Part 4: What can Python do for you?


First, there are general advantages of being able to write a script to automate computer tasks. Then we will discuss the advantages of Python as well as some other languages you might find it worthwhile to learn, or at least know about.

Advantages of Automation

1. Efficiency

The primary advantage of automation is, of course, that you can use computers to do work for you. Modern computers can do an incredible amount of computation very fast, but you need to know how to give very precise instructions to the computer in order to leverage that ability to its fullest extent. Any time you need to perform the same task on many things, or perform a series of related tasks, or perform some task on many combinations of a few things, the problem is well suited to automation.
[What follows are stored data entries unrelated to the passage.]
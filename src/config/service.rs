//! Service configuration (`~/.dtk/config.toml`).
//!
//! # File Format
//!
//! ```toml
//! # Root of the build result cache; one directory per build reference
//! cache_dir = "~/.dtk/cache"
//!
//! # Root of the package repository; packages live at <packages_dir>/<name>/<version>
//! packages_dir = "$DTK_HOME/packages"
//!
//! # Patterns matched against script `src` to find the module loader
//! loader_patterns = ["(^|/)dojo(\\.xd)?(\\.js)?(\\?.*)?$"]
//!
//! # Module format assumed until page configuration says otherwise
//! default_module_format = "non-amd"
//! ```
//!
//! # Location
//!
//! - **Unix/macOS**: `~/.dtk/config.toml`
//! - **Windows**: `%LOCALAPPDATA%\dtk\config.toml`
//! - **Override**: `DTK_CONFIG_PATH`
//!
//! `DTK_CACHE_DIR` and `DTK_PACKAGES_DIR` override the directory settings
//! after the file is loaded.

use anyhow::{Context, Result};
use regex::Regex;
use serde::{Deserialize, Serialize};
use std::fs;
use std::path::{Path, PathBuf};

use crate::analysis::ModuleFormat;
use crate::constants::{CACHE_DIR_ENV, CONFIG_PATH_ENV, DEFAULT_LOADER_PATTERN, PACKAGES_DIR_ENV};
use crate::core::DtkError;

fn default_cache_dir() -> String {
    "~/.dtk/cache".to_string()
}

fn default_packages_dir() -> String {
    "~/.dtk/packages".to_string()
}

fn default_loader_patterns() -> Vec<String> {
    vec![DEFAULT_LOADER_PATTERN.to_string()]
}

/// Settings for the collaborators the core is wired to.
///
/// # Examples
///
/// ```rust,no_run
/// use dtk_build::config::ServiceConfig;
///
/// # fn example() -> anyhow::Result<()> {
/// let mut config = ServiceConfig::load()?;
/// config.apply_env_overrides();
/// println!("Build results cached under {}", config.cache_dir()?.display());
/// # Ok(())
/// # }
/// ```
#[derive(Debug, Clone, PartialEq, Eq, Serialize, Deserialize)]
pub struct ServiceConfig {
    /// Build result cache root. `~` and `$VAR` are expanded on use.
    #[serde(default = "default_cache_dir")]
    pub cache_dir: String,

    /// Package repository root. `~` and `$VAR` are expanded on use.
    #[serde(default = "default_packages_dir")]
    pub packages_dir: String,

    /// Regular expressions identifying the loader script by its `src`.
    #[serde(default = "default_loader_patterns")]
    pub loader_patterns: Vec<String>,

    /// Module format assumed before any page configuration is seen.
    #[serde(default)]
    pub default_module_format: ModuleFormat,
}

impl Default for ServiceConfig {
    fn default() -> Self {
        Self {
            cache_dir: default_cache_dir(),
            packages_dir: default_packages_dir(),
            loader_patterns: default_loader_patterns(),
            default_module_format: ModuleFormat::default(),
        }
    }
}

impl ServiceConfig {
    /// Load from `DTK_CONFIG_PATH` or the default location.
    ///
    /// A missing file yields the defaults.
    ///
    /// # Errors
    ///
    /// Returns an error if the file exists but cannot be read or parsed.
    pub fn load() -> Result<Self> {
        let path = match std::env::var_os(CONFIG_PATH_ENV) {
            Some(path) => PathBuf::from(path),
            None => Self::default_path()?,
        };
        Self::load_with_optional(Some(path))
    }

    /// Load from `path` if given, otherwise from the default location.
    ///
    /// # Errors
    ///
    /// Returns an error if the file exists but cannot be read or parsed.
    pub fn load_with_optional(path: Option<PathBuf>) -> Result<Self> {
        let path = match path {
            Some(path) => path,
            None => Self::default_path()?,
        };
        if path.exists() {
            Self::load_from(&path)
        } else {
            tracing::debug!("No configuration at {}, using defaults", path.display());
            Ok(Self::default())
        }
    }

    /// Load from a specific file.
    ///
    /// # Errors
    ///
    /// Returns an error if the file cannot be read or is not valid TOML for
    /// this structure.
    pub fn load_from(path: &Path) -> Result<Self> {
        let content = fs::read_to_string(path)
            .with_context(|| format!("Failed to read configuration from {}", path.display()))?;

        let config: Self = toml::from_str(&content)
            .map_err(DtkError::from)
            .with_context(|| format!("Failed to parse configuration from {}", path.display()))?;

        tracing::debug!("Loaded configuration from {}", path.display());
        Ok(config)
    }

    /// Write as pretty TOML, creating parent directories.
    ///
    /// # Errors
    ///
    /// Returns an error if directories cannot be created, serialization fails
    /// or the file cannot be written.
    pub fn save_to(&self, path: &Path) -> Result<()> {
        if let Some(parent) = path.parent() {
            fs::create_dir_all(parent).with_context(|| {
                format!("Failed to create configuration directory: {}", parent.display())
            })?;
        }

        let content = toml::to_string_pretty(self).context("Failed to serialize configuration")?;
        fs::write(path, content)
            .with_context(|| format!("Failed to write configuration to {}", path.display()))
    }

    /// Platform default location of the configuration file.
    ///
    /// # Errors
    ///
    /// Returns an error if the home (or, on Windows, local data) directory
    /// cannot be determined.
    pub fn default_path() -> Result<PathBuf> {
        let config_dir = if cfg!(target_os = "windows") {
            dirs::data_local_dir()
                .ok_or_else(|| anyhow::anyhow!("Unable to determine local data directory"))?
                .join("dtk")
        } else {
            dirs::home_dir()
                .ok_or_else(|| anyhow::anyhow!("Unable to determine home directory"))?
                .join(".dtk")
        };

        Ok(config_dir.join("config.toml"))
    }

    /// Apply `DTK_CACHE_DIR` and `DTK_PACKAGES_DIR` from the process environment.
    pub fn apply_env_overrides(&mut self) {
        self.apply_overrides_from(|name| std::env::var(name).ok());
    }

    /// Apply directory overrides from an arbitrary variable lookup.
    pub fn apply_overrides_from<F>(&mut self, lookup: F)
    where
        F: Fn(&str) -> Option<String>,
    {
        if let Some(dir) = lookup(CACHE_DIR_ENV).filter(|d| !d.is_empty()) {
            tracing::debug!("{CACHE_DIR_ENV} overrides cache directory: {dir}");
            self.cache_dir = dir;
        }
        if let Some(dir) = lookup(PACKAGES_DIR_ENV).filter(|d| !d.is_empty()) {
            tracing::debug!("{PACKAGES_DIR_ENV} overrides packages directory: {dir}");
            self.packages_dir = dir;
        }
    }

    /// Expanded build result cache root.
    ///
    /// # Errors
    ///
    /// Returns an error if the setting references an undefined variable.
    pub fn cache_dir(&self) -> Result<PathBuf> {
        expand_dir(&self.cache_dir).context("Invalid cache_dir setting")
    }

    /// Expanded package repository root.
    ///
    /// # Errors
    ///
    /// Returns an error if the setting references an undefined variable.
    pub fn packages_dir(&self) -> Result<PathBuf> {
        expand_dir(&self.packages_dir).context("Invalid packages_dir setting")
    }

    /// Compile the loader patterns.
    ///
    /// # Errors
    ///
    /// Returns [`DtkError::ConfigError`] naming the first invalid pattern.
    pub fn loader_regexes(&self) -> Result<Vec<Regex>> {
        self.loader_patterns
            .iter()
            .map(|pattern| {
                Regex::new(pattern).map_err(|err| {
                    anyhow::Error::from(DtkError::ConfigError {
                        message: format!("invalid loader pattern '{pattern}': {err}"),
                    })
                })
            })
            .collect()
    }
}

fn expand_dir(value: &str) -> Result<PathBuf> {
    let expanded = shellexpand::full(value)
        .with_context(|| format!("Failed to expand '{value}'"))?;
    Ok(PathBuf::from(expanded.into_owned()))
}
That said, it is not always best to approach every problem by finding a way to automate it. Instead, first judge how long a task will take you to do manually, then think about how long it will take you to write a script to automate it. At first, when you're still new to coding, even simple scripts will take significant effort and troubleshooting. As you develop your skills, though, you will find that writing a short script is often faster than typing out the same command even a dozen times.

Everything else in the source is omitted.